Experienced estate agency Allez-Français shares their 5 top tips for buying a property and moving to France
For almost 15 years Allez-Français have been helping UK buyers find their dream home in south-west France. During that time literally hundreds of clients have benefitted from our expert advice to make the move under the best possible circumstances. Here are 5 golden rules to follow:
1. Work with your agent (develop a proper relationship)
I always find it amazing how coy, almost to the point of being obstructive, some clients can be when we first speak to them. Agreed, our job is to sell them a house, but frankly, nobody is going to buy a house in France unless they want to. It is our job to steer them towards that goal, sharing our experience and expertise, to achieve that goal.
Having an honest debate about your requirements and budget is essential. Some agents will try to sell you their most expensive house within your budget, but you only have to view those that you choose to. Do not agree to view houses that you have not selected unless you really think that they could be suitable. Sometimes a ‘mystery’ house is the one, and therefore worth seeing.
2. Focus on your compromise areas
Many clients’ wish list includes being able to walk to the baker’s to collect their croissant in the morning. But almost all of those same clients then get in the car to do that task when they have actually purchased.
Ask yourself: do you really want a pool? Do you really want a large garden? Do you really need all of the bedrooms that you have stated (and bathrooms)? Because you can generally get more for your money than you can in the UK, there is a temptation to go for it. Be practical – remember how often a lawn needs cutting, how often the children and grandchildren will actually visit.
3. Don’t try to do too much
The majority of clients book viewings with agents without a real appreciation of the distances involved in their search. You don’t want to spend more time driving than actually viewing. So here less is often more, if you know what I mean.
Be prepared to give a half-day or entire day to an agent who offers a good service. They can often gauge your feedback and make alternative suggestions on the day.
Don’t try to take in more than 4 or a maximum of 5 houses in a day. Even then, and with the benefit of digital images, properties will merge into one another.
4. Get your finances in order
Too many clients leave their investment and pension arrangements behind unchanged. Coming to France is a great opportunity to ‘spring clean’ your finances, and take care to maximise the tax efficiency of the different products available. These include Assurance Vie, QROPS, QNUPS and others.

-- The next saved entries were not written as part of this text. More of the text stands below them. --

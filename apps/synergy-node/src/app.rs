//! Command implementations.

use std::path::{Path, PathBuf};

use anyhow::Context;
use synergy_data_channel::SenderSession;
use synergy_protocol::TransferResult;
use synergy_protocol::constants::CONNECT_TIMEOUT;
use synergy_transfer::format::format_file_size;
use synergy_transfer::{
    GeneratedFile, GenerationProgress, SizePreset, checksums_match, create_test_file, file_info,
    generate_file,
};
use synergy_transfer_server::{TransferEvent, TransferServer};
use tokio::net::TcpStream;
use tokio::sync::mpsc;
use tokio_util::sync::CancellationToken;
use tracing::info;

use crate::config::Config;
use crate::progress::TransferBar;

/// What `send` transmits.
#[derive(Debug)]
pub enum Source {
    File(PathBuf),
    /// A fresh test file created in the scratch directory first.
    Generated(SizePreset),
}

/// Runs the transfer server until Ctrl-C.
pub async fn serve(config: &Config) -> anyhow::Result<()> {
    let mut server = TransferServer::new(config.server_config());
    let mut events = server.subscribe().await;
    let addr = server
        .start(&config.bind_address, config.port)
        .await
        .with_context(|| format!("binding {}:{}", config.bind_address, config.port))?;

    println!("Listening on {addr}");
    println!("Receive directory: {}", config.receive_dir.display());
    println!("Press Ctrl+C to stop");

    let mut bar: Option<TransferBar> = None;
    loop {
        tokio::select! {
            _ = tokio::signal::ctrl_c() => {
                info!("interrupt received");
                break;
            }
            event = events.recv() => match event {
                Some(TransferEvent::Progress(snapshot)) => match &bar {
                    Some(bar) => bar.apply(&snapshot),
                    None => {
                        let new_bar = TransferBar::new(snapshot.total_size, "receiving")?;
                        new_bar.apply(&snapshot);
                        bar = Some(new_bar);
                    }
                },
                Some(TransferEvent::Completed(result)) => {
                    if let Some(bar) = bar.take() {
                        if result.is_complete() {
                            bar.finish("transfer complete");
                        } else {
                            bar.abandon("transfer failed");
                        }
                    }
                    print_result(&result)?;
                }
                None => break,
            }
        }
    }

    server.stop().await?;
    let status = server.status().await;
    info!(
        completed = status.transfers_completed,
        failed = status.transfers_failed,
        "server stopped"
    );
    Ok(())
}

/// Sends one file and prints the merged result.
pub async fn send(
    config: &Config,
    host: &str,
    port: u16,
    source: Source,
    chunk_size: usize,
) -> anyhow::Result<()> {
    let path = match source {
        Source::File(path) => path,
        Source::Generated(preset) => {
            let dir = std::env::temp_dir().join("synergy_files").join("generated");
            let generated = generate_with_bar(&dir, preset.size_bytes(), Some(preset)).await?;
            println!("Generated {}", generated.path.display());
            generated.path
        }
    };

    let size = tokio::fs::metadata(&path)
        .await
        .with_context(|| format!("reading {}", path.display()))?
        .len();
    let label = path
        .file_name()
        .and_then(|n| n.to_str())
        .unwrap_or("file")
        .to_string();

    println!("File: {} ({})", path.display(), format_file_size(size));
    println!("Destination: {host}:{port}");

    let stream = tokio::time::timeout(CONNECT_TIMEOUT, TcpStream::connect((host, port)))
        .await
        .map_err(|_| anyhow::anyhow!("timed out connecting to {host}:{port}"))?
        .with_context(|| format!("connecting to {host}:{port}"))?;
    stream.set_nodelay(true)?;

    let cancel = CancellationToken::new();
    {
        let cancel = cancel.clone();
        tokio::spawn(async move {
            if tokio::signal::ctrl_c().await.is_ok() {
                cancel.cancel();
            }
        });
    }

    let (progress_tx, mut progress_rx) = mpsc::channel(32);
    let bar = TransferBar::new(size, label)?;
    let ui = tokio::spawn(async move {
        while let Some(snapshot) = progress_rx.recv().await {
            bar.apply(&snapshot);
        }
        bar
    });

    let mut session = SenderSession::new(stream, cancel)
        .with_chunk_size(chunk_size)
        .with_progress(progress_tx)
        .with_progress_interval(config.progress_interval());
    if let Some(timeout) = config.idle_timeout() {
        session = session.with_idle_timeout(timeout);
    }

    let outcome = session.send_file(&path).await;
    drop(session);
    let bar = ui.await?;

    match outcome {
        Ok(result) => {
            if result.is_complete() {
                bar.finish("transfer complete");
            } else {
                bar.abandon("transfer failed");
            }
            print_result(&result)?;
            if !result.is_complete() {
                anyhow::bail!(
                    "transfer failed: {}",
                    result.error().unwrap_or("unknown error")
                );
            }
            Ok(())
        }
        Err(e) => {
            bar.abandon("transfer failed");
            print_result(&e.to_result())?;
            Err(e.into())
        }
    }
}

/// Writes a test file of `size_mb` MiB, or of a preset size.
///
/// With a preset, an existing directory `path` receives a file with the
/// preset's default name.
pub async fn generate(
    path: &Path,
    size_mb: Option<u64>,
    preset: Option<SizePreset>,
) -> anyhow::Result<()> {
    let total = match (preset, size_mb) {
        (Some(preset), _) => preset.size_bytes(),
        (None, Some(mb)) => mb
            .checked_mul(1024 * 1024)
            .ok_or_else(|| anyhow::anyhow!("size of {mb} MiB is too large"))?,
        (None, None) => anyhow::bail!("a size or --preset is required"),
    };
    let preset_dir = preset.filter(|_| path.is_dir());
    let generated = generate_with_bar(path, total, preset_dir).await?;
    println!("{}", serde_json::to_string_pretty(&generated)?);
    Ok(())
}

/// Prints a file's SHA-256, optionally checking it.
pub async fn checksum(path: &Path, expect: Option<&str>) -> anyhow::Result<()> {
    let info = file_info(path)
        .await
        .with_context(|| format!("hashing {}", path.display()))?;
    println!(
        "{}  {} ({})",
        info.checksum,
        path.display(),
        format_file_size(info.size_bytes)
    );

    if let Some(expected) = expect {
        if !checksums_match(&info.checksum, expected) {
            anyhow::bail!(
                "checksum mismatch: expected {expected}, got {}",
                info.checksum
            );
        }
        println!("OK");
    }
    Ok(())
}

/// Generates into `target` with a progress bar.
///
/// `preset_dir` means `target` is a directory and the preset's default
/// file name is used.
async fn generate_with_bar(
    target: &Path,
    total: u64,
    preset_dir: Option<SizePreset>,
) -> anyhow::Result<GeneratedFile> {
    let bar = TransferBar::new(total, format!("generating {}", target.display()))?;
    let (tx, mut rx) = mpsc::channel::<GenerationProgress>(16);
    let ui = tokio::spawn(async move {
        while let Some(p) = rx.recv().await {
            bar.set_position(p.bytes_written);
        }
        bar
    });

    let generated = match preset_dir {
        Some(preset) => create_test_file(target, preset, None, Some(&tx)).await,
        None => generate_file(target, total, Some(&tx)).await,
    };
    drop(tx);
    let bar = ui.await?;

    match generated {
        Ok(generated) => {
            bar.finish(format!(
                "generated {} in {:.2}s",
                format_file_size(generated.size_bytes),
                generated.generation_time.as_secs_f64()
            ));
            Ok(generated)
        }
        Err(e) => {
            bar.abandon("generation failed");
            Err(e.into())
        }
    }
}

fn print_result(result: &TransferResult) -> anyhow::Result<()> {
    println!("{}", serde_json::to_string_pretty(result)?);
    Ok(())
}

Another must is to use a reputable currency company. FX companies are able to offer much better rates than high street banks, (by up to 5%), plus a range of contracts to limit the downside of a market, or to lock into high rates for the future. Use a UK will to cover your French property if you are concerned by French succession rules.
5. Embrace France
Think French. Hopefully you are coming to France to enjoy the lifestyle and culture of France. So match that ambition by becoming as French as possible. The property process is different here, find out as much as you can about this, and pick your agents’ brains on the subject.
It is always our goal with each client to build a really strong relationship that allows us to work for you. Most of the time we succeed, and we have great feedback from clients who become friends.